Start of Listed records

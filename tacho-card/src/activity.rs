//! Driver activity file
//!
//! Two pointers followed by a cyclic byte buffer of variable-length daily
//! records. Each record starts with its own length and the length of the
//! record before it; the walk starts at the oldest pointer and ends with
//! the record at the newest pointer, wrapping at the end of the buffer.

use serde::{Deserialize, Serialize};
use tacho_core::error::{expect_at_least, TachoError, TachoResult};
use tacho_records::CardActivityDailyRecord;

/// Daily record found in the cyclic buffer, with its offset
#[derive(Debug, Clone, PartialEq, Eq, Serialize, Deserialize)]
pub struct ActivityDay {
    pub offset: usize,
    pub record: CardActivityDailyRecord,
}

/// Decoded driver activity file
#[derive(Debug, Clone, PartialEq, Eq, Serialize, Deserialize)]
pub struct DriverActivityData {
    pub oldest_day_record_pointer: u16,
    pub newest_day_record_pointer: u16,
    pub days: Vec<ActivityDay>,
    #[serde(with = "serde_bytes")]
    cyclic_buffer: Vec<u8>,
}

impl DriverActivityData {
    pub const NAME: &'static str = "DriverActivityData";
    pub const POINTERS_LENGTH: usize = 4;

    pub fn decode(data: &[u8]) -> TachoResult<Self> {
        expect_at_least(Self::NAME, data, Self::POINTERS_LENGTH)?;
        let oldest_day_record_pointer = u16::from_be_bytes([data[0], data[1]]);
        let newest_day_record_pointer = u16::from_be_bytes([data[2], data[3]]);
        let cyclic_buffer = data[Self::POINTERS_LENGTH..].to_vec();
        let days = walk(&cyclic_buffer, oldest_day_record_pointer, newest_day_record_pointer)?;
        Ok(Self {
            oldest_day_record_pointer,
            newest_day_record_pointer,
            days,
            cyclic_buffer,
        })
    }

    /// Re-encode, painting each day back at its offset
    ///
    /// # Errors
    /// [`TachoError::InvalidLength`] when a day no longer has the length of
    /// the record it was read from.
    pub fn encode(&self) -> TachoResult<Vec<u8>> {
        let mut buffer = self.cyclic_buffer.clone();
        for day in &self.days {
            let bytes = day.record.encode()?;
            let header = read_cyclic(&buffer, day.offset, 4)?;
            let (_, original_length) = CardActivityDailyRecord::peek_lengths(&header)?;
            if bytes.len() != usize::from(original_length) {
                return Err(TachoError::InvalidLength {
                    context: CardActivityDailyRecord::NAME,
                    expected: usize::from(original_length),
                    actual: bytes.len(),
                });
            }
            write_cyclic(&mut buffer, day.offset, &bytes)?;
        }
        let mut result = Vec::with_capacity(Self::POINTERS_LENGTH + buffer.len());
        result.extend_from_slice(&self.oldest_day_record_pointer.to_be_bytes());
        result.extend_from_slice(&self.newest_day_record_pointer.to_be_bytes());
        result.extend(buffer);
        Ok(result)
    }

    /// The ring buffer as read
    pub fn cyclic_buffer(&self) -> &[u8] {
        &self.cyclic_buffer
    }
}

fn read_cyclic(buffer: &[u8], offset: usize, length: usize) -> TachoResult<Vec<u8>> {
    if length > buffer.len() || offset >= buffer.len() {
        return Err(TachoError::InvalidData(format!(
            "activity record of {} bytes at offset {} does not fit a {}-byte buffer",
            length,
            offset,
            buffer.len()
        )));
    }
    Ok((0..length).map(|i| buffer[(offset + i) % buffer.len()]).collect())
}

fn write_cyclic(buffer: &mut [u8], offset: usize, bytes: &[u8]) -> TachoResult<()> {
    if bytes.len() > buffer.len() || offset >= buffer.len() {
        return Err(TachoError::InvalidData(format!(
            "activity record of {} bytes at offset {} does not fit a {}-byte buffer",
            bytes.len(),
            offset,
            buffer.len()
        )));
    }
    let size = buffer.len();
    for (i, byte) in bytes.iter().enumerate() {
        buffer[(offset + i) % size] = *byte;
    }
    Ok(())
}

fn walk(buffer: &[u8], oldest: u16, newest: u16) -> TachoResult<Vec<ActivityDay>> {
    let mut days = Vec::new();
    if buffer.is_empty() {
        return Ok(days);
    }
    let (oldest, newest) = (usize::from(oldest), usize::from(newest));
    if oldest >= buffer.len() || newest >= buffer.len() {
        return Err(TachoError::InvalidData(format!(
            "activity pointers {}/{} outside a {}-byte buffer",
            oldest,
            newest,
            buffer.len()
        )));
    }
    let mut offset = oldest;
    // every record is at least a header long, which bounds the walk
    let limit = buffer.len() / CardActivityDailyRecord::HEADER_LENGTH + 1;
    for _ in 0..limit {
        let header = read_cyclic(buffer, offset, 4)?;
        let (_, length) = CardActivityDailyRecord::peek_lengths(&header)?;
        let length = usize::from(length);
        if length == 0 {
            // never written
            return Ok(days);
        }
        if length < CardActivityDailyRecord::HEADER_LENGTH {
            return Err(TachoError::InvalidLength {
                context: CardActivityDailyRecord::NAME,
                expected: CardActivityDailyRecord::HEADER_LENGTH,
                actual: length,
            });
        }
        let record = CardActivityDailyRecord::decode(&read_cyclic(buffer, offset, length)?)?;
        days.push(ActivityDay { offset, record });
        if offset == newest {
            return Ok(days);
        }
        offset = (offset + length) % buffer.len();
    }
    Err(TachoError::InvalidData(format!(
        "activity walk from {} never reached newest record at {}",
        oldest, newest
    )))
}

#[cfg(test)]
mod tests {
    use super::*;

    fn day(previous: u16, date: u32, changes: &[u16]) -> Vec<u8> {
        let length = 12 + 2 * changes.len() as u16;
        let mut data = Vec::new();
        data.extend_from_slice(&previous.to_be_bytes());
        data.extend_from_slice(&length.to_be_bytes());
        data.extend_from_slice(&date.to_be_bytes());
        data.extend_from_slice(&[0x00, 0x01, 0x00, 0x64]);
        for change in changes {
            data.extend_from_slice(&change.to_be_bytes());
        }
        data
    }

    #[test]
    fn test_walk_linear() {
        let first = day(0, 0x5FEE_6600, &[0x0000, 0x19E0]);
        let second = day(16, 0x5FEF_B780, &[0x0000]);
        let mut buffer = first.clone();
        buffer.extend(&second);
        buffer.extend(vec![0u8; 10]);
        let mut data = vec![0x00, 0x00, 0x00, 0x10];
        data.extend(&buffer);

        let activity = DriverActivityData::decode(&data).unwrap();
        assert_eq!(activity.days.len(), 2);
        assert_eq!(activity.days[1].offset, 16);
        assert_eq!(activity.days[1].record.previous_record_length, 16);
        assert_eq!(activity.encode().unwrap(), data);
    }

    #[test]
    fn test_walk_wraps_around() {
        let first = day(0, 0x5FEE_6600, &[0x0000, 0x19E0]);
        let second = day(16, 0x5FEF_B780, &[0x0000, 0x1000]);
        // 36-byte ring: first at 26 (wrapping after 10 bytes), second at 6
        let mut buffer = vec![0u8; 36];
        for (i, byte) in first.iter().enumerate() {
            buffer[(26 + i) % 36] = *byte;
        }
        for (i, byte) in second.iter().enumerate() {
            buffer[6 + i] = *byte;
        }
        let mut data = vec![0x00, 26, 0x00, 6];
        data.extend(&buffer);

        let activity = DriverActivityData::decode(&data).unwrap();
        assert_eq!(activity.days.len(), 2);
        assert_eq!(activity.days[0].offset, 26);
        assert_eq!(activity.days[0].record.activity_change_info.len(), 2);
        assert_eq!(activity.days[1].offset, 6);
        assert_eq!(activity.encode().unwrap(), data);
    }

    #[test]
    fn test_modified_day_is_painted_back() {
        let first = day(0, 0x5FEE_6600, &[0x0000, 0x19E0]);
        let mut data = vec![0x00, 0x00, 0x00, 0x00];
        data.extend(&first);
        data.extend(vec![0u8; 8]);
        let mut activity = DriverActivityData::decode(&data).unwrap();
        activity.days[0].record.day_distance = 250;
        let encoded = activity.encode().unwrap();
        assert_eq!(&encoded[14..16], &[0x00, 0xFA]);
        assert_eq!(&encoded[..14], &data[..14]);
        assert_eq!(&encoded[16..], &data[16..]);

        activity.days[0].record.activity_change_info.pop();
        assert!(matches!(activity.encode(), Err(TachoError::InvalidLength { .. })));
    }

    #[test]
    fn test_empty_buffer() {
        let mut data = vec![0u8; 4];
        data.extend(vec![0u8; 40]);
        let activity = DriverActivityData::decode(&data).unwrap();
        assert!(activity.days.is_empty());
        assert_eq!(activity.encode().unwrap(), data);
    }

    #[test]
    fn test_pointer_outside_buffer() {
        let mut data = vec![0x00, 0x50, 0x00, 0x00];
        data.extend(vec![0u8; 40]);
        assert!(matches!(DriverActivityData::decode(&data), Err(TachoError::InvalidData(_))));
    }

    #[test]
    fn test_walk_that_never_reaches_newest() {
        let first = day(0, 0x5FEE_6600, &[]);
        let mut buffer = first.clone();
        buffer.extend(first.clone());
        // newest points into the middle of a record
        let mut data = vec![0x00, 0x00, 0x00, 0x05];
        data.extend(&buffer);
        assert!(DriverActivityData::decode(&data).is_err());
    }
}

End of Listed records

* _The problem_
Using the data above, reproduce exactly the lines from the line that contains "of variable-length daily" through the line that contains "at its offset", including both.

* _Answer to this task_
//! Two pointers followed by a cyclic byte buffer of variable-length daily
//! records. Each record starts with its own length and the length of the
//! record before it; the walk starts at the oldest pointer and ends with
//! the record at the newest pointer, wrapping at the end of the buffer.

use serde::{Deserialize, Serialize};
use tacho_core::error::{expect_at_least, TachoError, TachoResult};
use tacho_records::CardActivityDailyRecord;

/// Daily record found in the cyclic buffer, with its offset
#[derive(Debug, Clone, PartialEq, Eq, Serialize, Deserialize)]
pub struct ActivityDay {
    pub offset: usize,
    pub record: CardActivityDailyRecord,
}

/// Decoded driver activity file
#[derive(Debug, Clone, PartialEq, Eq, Serialize, Deserialize)]
pub struct DriverActivityData {
    pub oldest_day_record_pointer: u16,
    pub newest_day_record_pointer: u16,
    pub days: Vec<ActivityDay>,
    #[serde(with = "serde_bytes")]
    cyclic_buffer: Vec<u8>,
}

impl DriverActivityData {
    pub const NAME: &'static str = "DriverActivityData";
    pub const POINTERS_LENGTH: usize = 4;

    pub fn decode(data: &[u8]) -> TachoResult<Self> {
        expect_at_least(Self::NAME, data, Self::POINTERS_LENGTH)?;
        let oldest_day_record_pointer = u16::from_be_bytes([data[0], data[1]]);
        let newest_day_record_pointer = u16::from_be_bytes([data[2], data[3]]);
        let cyclic_buffer = data[Self::POINTERS_LENGTH..].to_vec();
        let days = walk(&cyclic_buffer, oldest_day_record_pointer, newest_day_record_pointer)?;
        Ok(Self {
            oldest_day_record_pointer,
            newest_day_record_pointer,
            days,
            cyclic_buffer,
        })
    }

    /// Re-encode, painting each day back at its offset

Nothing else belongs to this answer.